WHAT THIS TASK INVOLVES: Reproduce, exactly, the lines of the material below from the line containing "the payment negotiation." through the line containing "pub use encoding::Base64Bytes;", with both end lines included and nothing else.

[[ INPUT MATERIAL open ]]

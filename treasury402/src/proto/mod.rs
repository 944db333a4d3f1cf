//! Wire types for the payment negotiation.
//!
//! The resource server answers an unpaid request with a [`ChallengeBody`]:
//! either an EIP-712 [`TypedData`] bundle ready for signing, or a legacy flat
//! description the client must turn into typed data itself. The signed
//! result travels back as a [`PaymentProofHeader`].

mod encoding;
pub mod header;

use std::collections::BTreeMap;

use alloy_primitives::{Address, B256, Bytes, Signature, U256};
use serde::{Deserialize, Deserializer, Serialize};
use serde_json::{Map, Value};
use serde_with::skip_serializing_none;

use crate::networks::NetworkId;

pub use encoding::Base64Bytes;
pub use header::{PaymentProofHeader, ProofHeaderError, ProofPayload};

/// Primary type assumed when a challenge omits `primaryType`.
pub const TRANSFER_WITH_AUTHORIZATION: &str = "TransferWithAuthorization";

/// Name of the domain struct inside `types`.
pub const EIP712_DOMAIN: &str = "EIP712Domain";

/// One member of an EIP-712 struct type.
#[derive(Debug, Clone, PartialEq, Eq, Serialize, Deserialize)]
pub struct TypedDataField {
    /// Member name.
    pub name: String,
    /// Solidity type, e.g. `address` or `uint256`.
    #[serde(rename = "type")]
    pub kind: String,
}

impl TypedDataField {
    /// Creates a field.
    #[must_use]
    pub fn new(name: &str, kind: &str) -> Self {
        Self {
            name: name.to_owned(),
            kind: kind.to_owned(),
        }
    }
}

/// The EIP-712 domain separator fields. All are optional per EIP-712.
#[skip_serializing_none]
#[derive(Debug, Clone, Default, PartialEq, Eq, Serialize, Deserialize)]
#[serde(rename_all = "camelCase")]
pub struct TypedDataDomain {
    /// Token contract name.
    pub name: Option<String>,
    /// Token contract version.
    pub version: Option<String>,
    /// EIP-155 chain ID. Accepts a JSON number, a decimal string, or a hex string.
    #[serde(default, deserialize_with = "lenient_chain_id")]
    pub chain_id: Option<u64>,
    /// Token contract address.
    pub verifying_contract: Option<Address>,
    /// Disambiguating salt.
    pub salt: Option<B256>,
}

/// An EIP-712 typed-data bundle, shaped for `eth_signTypedData_v4`.
#[derive(Debug, Clone, PartialEq, Eq, Serialize, Deserialize)]
#[serde(rename_all = "camelCase")]
pub struct TypedData {
    /// Struct definitions, keyed by type name.
    #[serde(default)]
    pub types: BTreeMap<String, Vec<TypedDataField>>,
    /// The struct `message` is an instance of.
    #[serde(default = "default_primary_type")]
    pub primary_type: String,
    /// Domain separator values.
    pub domain: TypedDataDomain,
    /// The values being signed.
    pub message: Map<String, Value>,
}

fn default_primary_type() -> String {
    TRANSFER_WITH_AUTHORIZATION.to_owned()
}

impl TypedData {
    /// Returns the bundle with `message.from` set to `address`.
    ///
    /// Server-issued templates omit `from`; it must be filled with the
    /// connected wallet before signing.
    #[must_use]
    pub fn with_from(mut self, address: Address) -> Self {
        self.message
            .insert("from".to_owned(), Value::String(address.to_checksum(None)));
        self
    }

    /// Adds an `EIP712Domain` type derived from the domain fields present,
    /// unless the bundle already declares one.
    #[must_use]
    pub fn ensure_domain_type(mut self) -> Self {
        if !self.types.contains_key(EIP712_DOMAIN) {
            let d = &self.domain;
            let fields = [
                d.name.is_some().then(|| TypedDataField::new("name", "string")),
                d.version.is_some().then(|| TypedDataField::new("version", "string")),
                d.chain_id.is_some().then(|| TypedDataField::new("chainId", "uint256")),
                d.verifying_contract
                    .is_some()
                    .then(|| TypedDataField::new("verifyingContract", "address")),
                d.salt.is_some().then(|| TypedDataField::new("salt", "bytes32")),
            ];
            self.types
                .insert(EIP712_DOMAIN.to_owned(), fields.into_iter().flatten().collect());
        }
        self
    }

    /// Recipient (`message.to`), as sent by the server.
    #[must_use]
    pub fn pay_to(&self) -> Option<&str> {
        self.message.get("to").and_then(Value::as_str)
    }

    /// Transfer amount in the token's smallest unit (`message.value`).
    #[must_use]
    pub fn value(&self) -> Option<U256> {
        self.message.get("value").and_then(value_to_u256)
    }

    /// The payer (`message.from`), once filled.
    #[must_use]
    pub fn from_address(&self) -> Option<Address> {
        self.message
            .get("from")
            .and_then(Value::as_str)
            .and_then(|s| s.parse().ok())
    }
}

/// Flat challenge shape that carries no typed data.
///
/// Deprecated: the client has to build the authorization itself, resolving
/// the token contract through the registry.
#[derive(Debug, Clone, PartialEq, Eq, Deserialize)]
#[serde(rename_all = "camelCase")]
pub struct LegacyChallenge {
    /// Recipient.
    pub pay_to: Address,
    /// Amount in the token's smallest unit.
    #[serde(deserialize_with = "lenient_u256")]
    pub amount: U256,
    /// URL to resubmit with the payment proof, if the server names one.
    #[serde(default)]
    pub resource: Option<String>,
}

/// A parsed challenge response body.
#[derive(Debug, Clone, PartialEq, Eq)]
pub enum ChallengeBody {
    /// `{domain, message, primaryType, types}`, optionally with `resource`.
    TypedData {
        /// The signing template.
        typed_data: TypedData,
        /// URL to resubmit with the payment proof, if the server names one.
        resource: Option<String>,
    },
    /// `{payTo, amount, resource?}`.
    Legacy(LegacyChallenge),
}

impl ChallengeBody {
    /// Interprets a challenge response body.
    ///
    /// A body carrying both `domain` and `message` objects is typed data;
    /// anything else is tried as the legacy shape.
    ///
    /// # Errors
    ///
    /// Returns the JSON error if the body matches neither shape.
    pub fn parse(body: &Value) -> Result<Self, serde_json::Error> {
        let is_typed = body.get("domain").is_some_and(Value::is_object)
            && body.get("message").is_some_and(Value::is_object);
        if is_typed {
            let typed_data = TypedData::deserialize(body)?;
            let resource = body
                .get("resource")
                .and_then(Value::as_str)
                .map(str::to_owned);
            Ok(Self::TypedData {
                typed_data,
                resource,
            })
        } else {
            LegacyChallenge::deserialize(body).map(Self::Legacy)
        }
    }
}

/// Display view of the active challenge.
#[derive(Debug, Clone, PartialEq, Eq, Serialize)]
#[serde(rename_all = "camelCase")]
pub struct PaymentChallenge {
    /// Recipient, as the server sent it.
    pub pay_to: String,
    /// Token contract.
    pub asset: Address,
    /// Amount in the token's smallest unit.
    pub amount: U256,
    /// Network the challenge was issued for.
    pub network: NetworkId,
    /// URL to resubmit with the payment proof.
    pub resource_url: String,
}

/// A wallet signature over a typed-data bundle.
///
/// `typed_data` is exactly the bundle handed to the wallet; it must not be
/// modified afterwards.
#[derive(Debug, Clone, PartialEq, Eq)]
pub struct SignedAuthorization {
    typed_data: TypedData,
    signature: Bytes,
    signer: Address,
}

impl SignedAuthorization {
    /// Bundles a normalised 65-byte signature with the data it covers.
    #[must_use]
    pub const fn new(typed_data: TypedData, signature: Bytes, signer: Address) -> Self {
        Self {
            typed_data,
            signature,
            signer,
        }
    }

    /// The typed data that was signed.
    #[must_use]
    pub const fn typed_data(&self) -> &TypedData {
        &self.typed_data
    }

    /// The signed message.
    #[must_use]
    pub const fn message(&self) -> &Map<String, Value> {
        &self.typed_data.message
    }

    /// `r || s || v`, 65 bytes, `v` in `{27, 28}`.
    #[must_use]
    pub const fn signature(&self) -> &Bytes {
        &self.signature
    }

    /// The address the signature was requested from.
    #[must_use]
    pub const fn signer(&self) -> Address {
        self.signer
    }

    /// The `v` byte.
    #[must_use]
    pub fn v(&self) -> u8 {
        self.signature.get(64).copied().unwrap_or_default()
    }

    /// The `r` component.
    #[must_use]
    pub fn r(&self) -> B256 {
        self.signature
            .get(..32)
            .map(B256::from_slice)
            .unwrap_or_default()
    }

    /// The `s` component.
    #[must_use]
    pub fn s(&self) -> B256 {
        self.signature
            .get(32..64)
            .map(B256::from_slice)
            .unwrap_or_default()
    }
}

/// Normalises a wallet signature to 65 bytes with `v` in `{27, 28}`.
///
/// Wallets differ in whether they report `v` as `0/1` or `27/28`.
///
/// # Errors
///
/// Returns an error if `raw` is not a 65-byte ECDSA signature.
pub fn normalize_signature(raw: &[u8]) -> Result<Bytes, alloy_primitives::SignatureError> {
    let signature = Signature::from_raw(raw)?;
    Ok(Bytes::copy_from_slice(&signature.as_bytes()))
}

fn value_to_u256(value: &Value) -> Option<U256> {
    match value {
        Value::String(s) => s.parse().ok(),
        Value::Number(n) => n.as_u64().map(U256::from),
        _ => None,
    }
}

fn lenient_u256<'de, D: Deserializer<'de>>(deserializer: D) -> Result<U256, D::Error> {
    let value = Value::deserialize(deserializer)?;
    value_to_u256(&value)
        .ok_or_else(|| serde::de::Error::custom("amount must be a non-negative integer"))
}

fn lenient_chain_id<'de, D: Deserializer<'de>>(deserializer: D) -> Result<Option<u64>, D::Error> {
    let value = Option::<Value>::deserialize(deserializer)?;
    let Some(value) = value else {
        return Ok(None);
    };
    let parsed = match &value {
        Value::Number(n) => n.as_u64(),
        Value::String(s) => s
            .strip_prefix("0x")
            .or_else(|| s.strip_prefix("0X"))
            .map_or_else(|| s.parse().ok(), |hex| u64::from_str_radix(hex, 16).ok()),
        Value::Null => return Ok(None),
        _ => None,
    };
    parsed
        .map(Some)
        .ok_or_else(|| serde::de::Error::custom("chainId must be an integer"))
}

[[ INPUT MATERIAL closed ]]

SOLUTION TO THE EXERCISE:
//! Wire types for the payment negotiation.
//!
//! The resource server answers an unpaid request with a [`ChallengeBody`]:
//! either an EIP-712 [`TypedData`] bundle ready for signing, or a legacy flat
//! description the client must turn into typed data itself. The signed
//! result travels back as a [`PaymentProofHeader`].

mod encoding;
pub mod header;

use std::collections::BTreeMap;

use alloy_primitives::{Address, B256, Bytes, Signature, U256};
use serde::{Deserialize, Deserializer, Serialize};
use serde_json::{Map, Value};
use serde_with::skip_serializing_none;

use crate::networks::NetworkId;

pub use encoding::Base64Bytes;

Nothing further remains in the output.